LVZ: Realitätsverlust
Geschrieben am 29-05-2006 |
Leipzig (ots) - Von Bernd Hilder Wenn Politiker ihr neuestes Flickwerk "Fortentwicklungs-" oder gar "Optimierungsgesetz" nennen, ist Vorsicht geboten: Mit maßgeblicher Beseitigung eines Missstandes ist dann nicht wirklich zu rechnen. Bei den in der großen Koalition heftig umstrittenen Korrekturen der verkorksten Hartz-IV-Gesetze ist genau dies der Fall. Mit der angeblichen Optimierung, wie sie sich Vizekanzler Müntefering vorstellt, wird sich nicht viel ändern: Die sozialdemokratischen Sozialingenieure stemmen sich zum Verdruss ihres eigenen Finanzministers Steinbrück gegen eine spürbare Kürzung des Arbeitslosengeldes II. Sie haben aber keine zündende Idee, wie die Vermittlung von Arbeitslosen in dauerhafte Jobs verbessert werden könnte. So bleibt Hartz IV das, was es ist: Ein skandalöses Eurograb für die steuerzahlende Bevölkerung und ein Demotivierungsprogramm für Arbeitswillige - und Arbeitende.

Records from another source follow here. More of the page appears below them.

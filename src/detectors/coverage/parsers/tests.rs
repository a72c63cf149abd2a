use super::*;
use std::io::Write;
use tempfile::{NamedTempFile, TempDir};

fn workspace() -> PathBuf {
    PathBuf::from("/work/project")
}

#[test]
fn test_coverage_py_json() {
    let json = r#"{
        "meta": {"format": 2, "version": "7.4.0", "branch_coverage": true},
        "files": {
            "src/auth.py": {
                "executed_lines": [1, 2, 5],
                "missing_lines": [10, 11, 12],
                "excluded_lines": [],
                "executed_branches": [[5, 6]],
                "missing_branches": [[5, -1]]
            }
        },
        "totals": {"percent_covered": 50.0}
    }"#;
    assert_eq!(detect_format(Path::new("coverage.json"), json.as_bytes()), Some(ReportFormat::CoveragePyJson));

    let run = parse_report_bytes(json.as_bytes(), ReportFormat::CoveragePyJson, CoverageScope::Baseline, &workspace())
        .unwrap();
    assert_eq!(run.tool_name, "coverage.py");
    assert_eq!(run.executable_lines(), 6);
    assert_eq!(run.hit_lines(), 3);
    assert_eq!(run.uncovered_lines("src/auth.py"), vec![10, 11, 12]);
    assert_eq!(run.branch_coverage_percent(), Some(50.0));
}

#[test]
fn test_istanbul_statements_collapse_to_lines() {
    let json = r#"{
        "/work/project/src/app.js": {
            "path": "/work/project/src/app.js",
            "statementMap": {
                "0": {"start": {"line": 1, "column": 0}, "end": {"line": 1, "column": 10}},
                "1": {"start": {"line": 1, "column": 12}, "end": {"line": 1, "column": 20}},
                "2": {"start": {"line": 4, "column": 2}, "end": {"line": 4, "column": 9}}
            },
            "s": {"0": 3, "1": 0, "2": 0},
            "branchMap": {"0": {"line": 4, "type": "if", "locations": []}},
            "b": {"0": [1, 0]},
            "fnMap": {},
            "f": {}
        }
    }"#;
    assert_eq!(detect_format(Path::new("coverage-final.json"), json.as_bytes()), Some(ReportFormat::IstanbulJson));

    let run = parse_report_bytes(json.as_bytes(), ReportFormat::IstanbulJson, CoverageScope::Candidate, &workspace())
        .unwrap();
    let lines = &run.per_file_line_hits["src/app.js"];
    assert_eq!(lines[&1], 3);
    assert_eq!(lines[&4], 0);
    assert_eq!(run.per_file_branch_hits["src/app.js"].len(), 2);
}

#[test]
fn test_lcov_lines_and_branches() {
    let lcov = "TN:\nSF:./src/util.ts\nDA:1,1\nDA:2,0\nBRDA:2,0,0,-\nBRDA:2,0,1,4\nend_of_record\nSF:src/other.ts\nDA:7,2\nend_of_record\n";
    assert_eq!(detect_format(Path::new("lcov.info"), lcov.as_bytes()), Some(ReportFormat::Lcov));

    let run = parse_report_bytes(lcov.as_bytes(), ReportFormat::Lcov, CoverageScope::Baseline, &workspace()).unwrap();
    assert_eq!(run.per_file_line_hits.len(), 2);
    assert_eq!(run.uncovered_lines("src/util.ts"), vec![2]);
    assert_eq!(run.per_file_branch_hits["src/util.ts"]["2:0.0"], 0);
    assert_eq!(run.per_file_branch_hits["src/util.ts"]["2:0.1"], 4);
}

#[test]
fn test_cobertura_with_sources_and_conditions() {
    let xml = r#"<?xml version="1.0" ?>
        <coverage line-rate="0.5">
          <sources><source>/work/project</source></sources>
          <packages>
            <package name="app">
              <classes>
                <class name="db.py" filename="app/db.py">
                  <lines>
                    <line number="3" hits="1"/>
                    <line number="4" hits="0" branch="true" condition-coverage="50% (1/2)"/>
                  </lines>
                </class>
              </classes>
            </package>
          </packages>
        </coverage>"#;

    let run = parse_report_bytes(xml.as_bytes(), ReportFormat::Cobertura, CoverageScope::Baseline, &workspace()).unwrap();
    assert_eq!(run.file_coverage_percent("app/db.py"), Some(50.0));
    let branches = &run.per_file_branch_hits["app/db.py"];
    assert_eq!(branches["4:0"], 1);
    assert_eq!(branches["4:1"], 0);
}

#[test]
fn test_relativize_paths() {
    let root = workspace();
    assert_eq!(relativize("/work/project/src/a.py", &root), "src/a.py");
    assert_eq!(relativize("./src/a.py", &root), "src/a.py");
    assert_eq!(relativize("src\\win\\a.js", &root), "src/win/a.js");
    assert_eq!(relativize("/elsewhere/a.py", &root), "/elsewhere/a.py");
}

#[test]
fn test_parse_report_from_disk() {
    let dir = TempDir::new().unwrap();
    let mut file = NamedTempFile::new_in(dir.path()).unwrap();
    write!(file, "SF:{}/lib.js\nDA:1,0\nend_of_record\n", dir.path().display()).unwrap();

    let run = parse_report(file.path(), CoverageScope::Candidate, dir.path()).unwrap();
    assert_eq!(run.scope, CoverageScope::Candidate);
    assert_eq!(run.uncovered_lines("lib.js"), vec![1]);
}

#[test]
fn test_missing_and_garbled_reports_are_coverage_errors() {
    let dir = TempDir::new().unwrap();
    let missing = parse_report(&dir.path().join("nope.json"), CoverageScope::Baseline, dir.path()).unwrap_err();
    assert!(matches!(missing, SuiteError::Coverage { .. }));

    let garbled = parse_report_bytes(b"{not json", ReportFormat::IstanbulJson, CoverageScope::Baseline, dir.path())
        .unwrap_err();
    assert!(matches!(garbled, SuiteError::Coverage { .. }));

    assert_eq!(detect_format(Path::new("report.txt"), b"hello"), None);
}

Die Unions-Ministerpräsidenten Stoiber, Althaus und Milbradt legen die Finger in die Hartz-Wunde und fordern eine Verschärfung der Anreize zur Arbeitsaufnahme von Langzeitarbeitslosern. Im Klartext sind das Sozialkürzungen. Reflexartig gehen linke Sozialdemokraten, Grüne und Linkspartei-Politiker deshalb auf die Barrikaden. Aber was ist die Alternative? Dass durch Nicht-Arbeit in Deutschland mehr Geld als durch Arbeit verdient werden kann, ist der eigentliche gesellschaftspolitische Skandal. Folgerichtig muss genau hier eine Korrektur erfolgen, die die SPD aber aus Angst verweigert, die eigene Wählerklientel zu vergrätzen. Dafür nimmt sie sogar eine Zunahme der Staatsverschuldung in Kauf und flüchtet sich aus der Handlungsverantwortung in einen bequemen, kollektiven Realitätsverlust. Symptomatisch dafür ist die abenteuerlich leichtfertige Behauptung des arbeitsmarktpolitischen Sprechers der SPD, Walter Pilger, man brauche nicht jedes halbe Jahr eine Hartz-Korrektur, nur weil der Haushalt in Schwierigkeiten sei.